Power@Monitoring is designed to let anyone monitoring how their network is doing in near real-time, from any web browser, anywhere. Our experienced consultant should be able to get the Power@Monitoring up in about an hour. Once deployment of the Power@Monitoring services in your company, almost you can guarantee your continuous availability of your critical systems and networks with 99.999 uptime.
 
 

It displays status information as web pages or WML pages for WAP-enabled devices. These web pages have the systems monitored down the left-hand side of the page, the tests for each system across the top of the page. These results in a matrix of color-coded dots on screen. Green is Good, Red is Bad. In addition, the background color of the status pages is always the color of the most serious condition of any element being monitored at that time.

 
 

It uses client-server architecture combined with methods that both push and pull data.
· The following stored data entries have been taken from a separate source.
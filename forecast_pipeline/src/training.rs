//! Model training with a chronological train/test split

use crate::error::{PipelineError, Result};
use crate::features::FeatureMatrix;
use forecast_math::regression::{self, LinearModel};
use forecast_math::split;
use forecast_math::RegressionMetrics;
use log::info;

/// Linear model bound to the feature names it was fitted on
#[derive(Debug, Clone, PartialEq)]
pub struct TrainedModel {
    feature_names: Vec<String>,
    model: LinearModel,
}

impl TrainedModel {
    /// Bind an already fitted model to its feature names
    pub fn new(feature_names: Vec<String>, model: LinearModel) -> Result<Self> {
        if feature_names.len() != model.n_features() {
            return Err(PipelineError::Config(format!(
                "{} feature names for a model with {} coefficients",
                feature_names.len(),
                model.n_features()
            )));
        }
        Ok(Self {
            feature_names,
            model,
        })
    }

    /// Fit on every row of `features`
    pub fn fit(features: &FeatureMatrix, targets: &[f64]) -> Result<Self> {
        let model = regression::fit(features.rows(), targets)?;
        Ok(Self {
            feature_names: features.names().to_vec(),
            model,
        })
    }

    /// Feature names in coefficient order
    pub fn feature_names(&self) -> &[String] {
        &self.feature_names
    }

    /// `(feature name, coefficient)` pairs in fit order
    pub fn named_coefficients(&self) -> impl Iterator<Item = (&str, f64)> + '_ {
        self.feature_names
            .iter()
            .map(String::as_str)
            .zip(self.model.coefficients().iter().copied())
    }

    /// Intercept term
    pub fn intercept(&self) -> f64 {
        self.model.intercept()
    }

    /// Underlying positional model
    pub fn linear_model(&self) -> &LinearModel {
        &self.model
    }

    /// Predict every row; the matrix must have the fitted columns in the
    /// fitted order
    pub fn predict(&self, features: &FeatureMatrix) -> Result<Vec<f64>> {
        if features.names() != self.feature_names.as_slice() {
            return Err(PipelineError::Config(format!(
                "model was fitted on {:?} but features are {:?}",
                self.feature_names,
                features.names()
            )));
        }
        Ok(self.model.predict(features.rows())?)
    }
}

/// Result of the training stage
#[derive(Debug, Clone)]
pub struct TrainingOutcome {
    /// Model fitted on the training block
    pub model: TrainedModel,
    /// First test row; rows before it were used for fitting
    pub split_idx: usize,
    /// Number of rows in the whole dataset
    pub n_rows: usize,
    /// Metrics on the training block
    pub train_metrics: RegressionMetrics,
    /// Metrics on the test block
    pub test_metrics: RegressionMetrics,
}

impl TrainingOutcome {
    /// Rows used for fitting
    pub fn train_size(&self) -> usize {
        self.split_idx
    }

    /// Rows held out for testing
    pub fn test_size(&self) -> usize {
        self.n_rows - self.split_idx
    }
}

/// Split chronologically at `split_ratio`, fit on the leading block and
/// score both blocks
pub fn train_model(
    features: &FeatureMatrix,
    targets: &[f64],
    split_ratio: f64,
) -> Result<TrainingOutcome> {
    if features.len() != targets.len() {
        return Err(PipelineError::Config(format!(
            "{} feature rows but {} targets",
            features.len(),
            targets.len()
        )));
    }

    let split_idx = split::split_index(features.len(), split_ratio)?;
    let (train_rows, test_rows) = split::split_at(features.rows(), split_idx)?;
    let (train_y, test_y) = split::split_at(targets, split_idx)?;

    info!(
        "Training on {} rows, testing on {} rows",
        train_rows.len(),
        test_rows.len()
    );

    let model = regression::fit(train_rows, train_y)?;

    let train_pred = model.predict(train_rows)?;
    let test_pred = model.predict(test_rows)?;

    let train_metrics = RegressionMetrics::compute(train_y, &train_pred)?;
    let test_metrics = RegressionMetrics::compute(test_y, &test_pred)?;

    Ok(TrainingOutcome {
        model: TrainedModel {
            feature_names: features.names().to_vec(),
            model,
        },
        split_idx,
        n_rows: features.len(),
        train_metrics,
        test_metrics,
    })
}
Network testing are done by polling all monitored services from a single machine, and reporting these results to a central location. If you want local system information, you can install a client on the local machine, which will send CPU, process, disk space, and log-file status reports in periodically. Each report is timestamped with an expiration date. This lets us know when a report is no longer valid, which is usually an indication of a more serious problem.

 
 

It's not much good if your monitoring system can fail and not tell you of the problem. It supports redundancy through allowing you to run multiple instances in parallel. This means that the clients can report into multiple Web Displays and Notification servers.

 
 

It sends all status reports from client to server over port 1984. The IANA has assigned it this port, and the protocol itself is open. Limited support for SNMP trap handling is supported using third-party plug-ins.

 

 

It includes support for testing ftp, http, https, smtp, pop3, dns, telnet, imap, nntp, and ssh servers. Support for additional tests is easily added.

 

 

Beyond monitoring for high availability, you will also need to manage your system for optimal performance. It alerts you of a condition, you can then gather domain specific information and quickly resolve performance issues. It is a real-time diagnostic tool designed to diagnose and resolve performance bottlenecks before your users are affected.

 

 

If you choose to install in client on a local machine, it will monitor disk space, CPU usage, messages, and can check that important processes are up and running.

 

 

It has a sophisticated notification rule set, not for the faint of heart. You can notify based on time-of-day, machine, or the test that failed. In addition we support an initial delay before paging (useful to cut down on late night false alarms), page-only-every defined amount of time, paging groups, acknowledgement, and escalation. Built in support for e-mail paging, alphanumeric paging and SMS pages. Under the Unix/Linux server platform, you can even create your own custom notification procedure.

 

 

It supports reporting, which will allow you to determine whether Service Level Agreements are being met. In addition, we provide access to historical status information so you can see what the problem was at any given time.

 

 

It supports plug-ins. You can write plug-ins in any language, and we include several samples to make it easy. In addition, from around the world have written hundreds of plug-ins to monitor everything from Oracle Databases to CPU temperature on Solaris machines.

 

 

It is very flexible. Warning and alarm levels are all easily definable and refining. The Web Display can be easily customized. We have hooks into other products, like MRTG for bandwidth monitoring. Since you have the source code, you can easily figure out what it is doing, and change it to suit your needs.